# looking for stock sights



## rcdoctor (May 14, 2017)

sorry if this is the wrong place to post. i am looking for the factory sights for a pt111 millennum g2. maybe some one has changed out their sights and has a set laying around. thank you in advance.


----------



## Steve M1911A1 (Feb 6, 2008)

If you can't find 'em, try Brownells for replacement sights.


----------



## faststang90 (Apr 8, 2013)

I changed mine but I did not see this till now. I just put them on ebay for 15.00


----------



## rcdoctor (May 14, 2017)

*gun sires*



faststang90 said:


> I changed mine but I did not see this till now.

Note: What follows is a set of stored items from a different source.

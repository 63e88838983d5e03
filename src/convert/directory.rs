//! Directory scan: one pool task per matching input file.

use std::ffi::OsStr;
use std::fs::{self, DirEntry};
use std::sync::Arc;

use tracing::{error, info};

use crate::config::ConverterConfig;
use crate::core::WorkPool;

use super::{convert_file_with_delimiter, ConversionReport, ConversionSummary, ConvertError};

/// Queue a conversion task on `pool` for every matching file in
/// `config.input_dir`, in file-name order.
///
/// `<input_dir>/<name>` is written to `<output_dir>/<name>.json`. The output
/// directory is created if missing. Tasks report into `summary` and never
/// panic on conversion failures.
///
/// Returns the number of tasks queued.
///
/// # Errors
///
/// Returns `ConvertError::Io` if the output directory cannot be created or
/// the input directory cannot be listed.
pub fn submit_directory(
    pool: &WorkPool,
    config: &ConverterConfig,
    summary: &Arc<ConversionSummary>,
) -> Result<usize, ConvertError> {
    fs::create_dir_all(&config.output_dir).map_err(|source| ConvertError::Io {
        path: config.output_dir.clone(),
        source,
    })?;

    let input_err = |source| ConvertError::Io {
        path: config.input_dir.clone(),
        source,
    };
    let mut entries = fs::read_dir(&config.input_dir)
        .map_err(input_err)?
        .collect::<Result<Vec<_>, _>>()
        .map_err(input_err)?;
    entries.sort_by_key(DirEntry::file_name);

    let mut submitted = 0;
    for entry in entries {
        let csv_path = entry.path();
        let matches = csv_path.extension().and_then(OsStr::to_str) == Some(config.extension.as_str());
        if !matches || !csv_path.is_file() {
            continue;
        }

        let mut json_name = entry.file_name();
        json_name.push(".json");
        let json_path = config.output_dir.join(json_name);

        let delimiter = config.delimiter;
        let summary = Arc::clone(summary);
        pool.insert(move || {
            match convert_file_with_delimiter(&csv_path, &json_path, delimiter) {
                Ok(file) => {
                    info!(
                        input = %csv_path.display(),
                        output = %json_path.display(),
                        records = file.records,
                        skipped_rows = file.skipped_rows,
                        "Successfully converted file"
                    );
                    summary.record_success(&file);
                }
                Err(e) => {
                    error!(input = %csv_path.display(), error = %e, "Error processing file");
                    summary.record_failure();
                }
            }
        });
        submitted += 1;
    }

    Ok(submitted)
}

/// Convert every matching file in `config.input_dir` using a pool of
/// `config.max_workers` and wait for all of them.
///
/// # Errors
///
/// Returns an error if the configuration is invalid or the directories are
/// unusable. Per-file failures are only counted in the report.
pub fn convert_directory(config: &ConverterConfig) -> Result<ConversionReport, ConvertError> {
    config.validate().map_err(ConvertError::Config)?;
    let pool = WorkPool::with_config(config.pool_config())?;
    let summary = Arc::new(ConversionSummary::new());

    let submitted = submit_directory(&pool, config, &summary)?;
    info!(
        input_dir = %config.input_dir.display(),
        files = submitted,
        "Queued files for conversion"
    );

    pool.run_and_wait();

    let report = summary.report();
    info!(
        converted = report.converted,
        failed = report.failed,
        records = report.records,
        "All files processed"
    );
    Ok(report)
}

I just put them on ebay for 15.00


fast stang if it is still available let me have the ebay site and i will get them. thank.


----------



## faststang90 (Apr 8, 2013)

they sold but I think it was to you or someone with the same screen name


----------



## rcdoctor (May 14, 2017)

thanks fastang it was me. they should be here tomorrow.


faststang90 said:


> they sold but I think it was to you or someone with the same screen name


----------



## rcdoctor (May 14, 2017)

faststang the post office shows it delivered but guest what not to me to an agent who is agent? lets give it a few days the post office is always stating delivered when it is not.


----------



## faststang90 (Apr 8, 2013)

message sent to you. ill go check it out


----------



## faststang90 (Apr 8, 2013)

my post office said that it just means its out for delivery you should get it today


----------



## rcdoctor (May 14, 2017)

sorry that you had to make a trip to the post office. the sights arrived today. thank you very much again sorry for you having to go to the post office,


----------



## faststang90 (Apr 8, 2013)

did you get them installed?


----------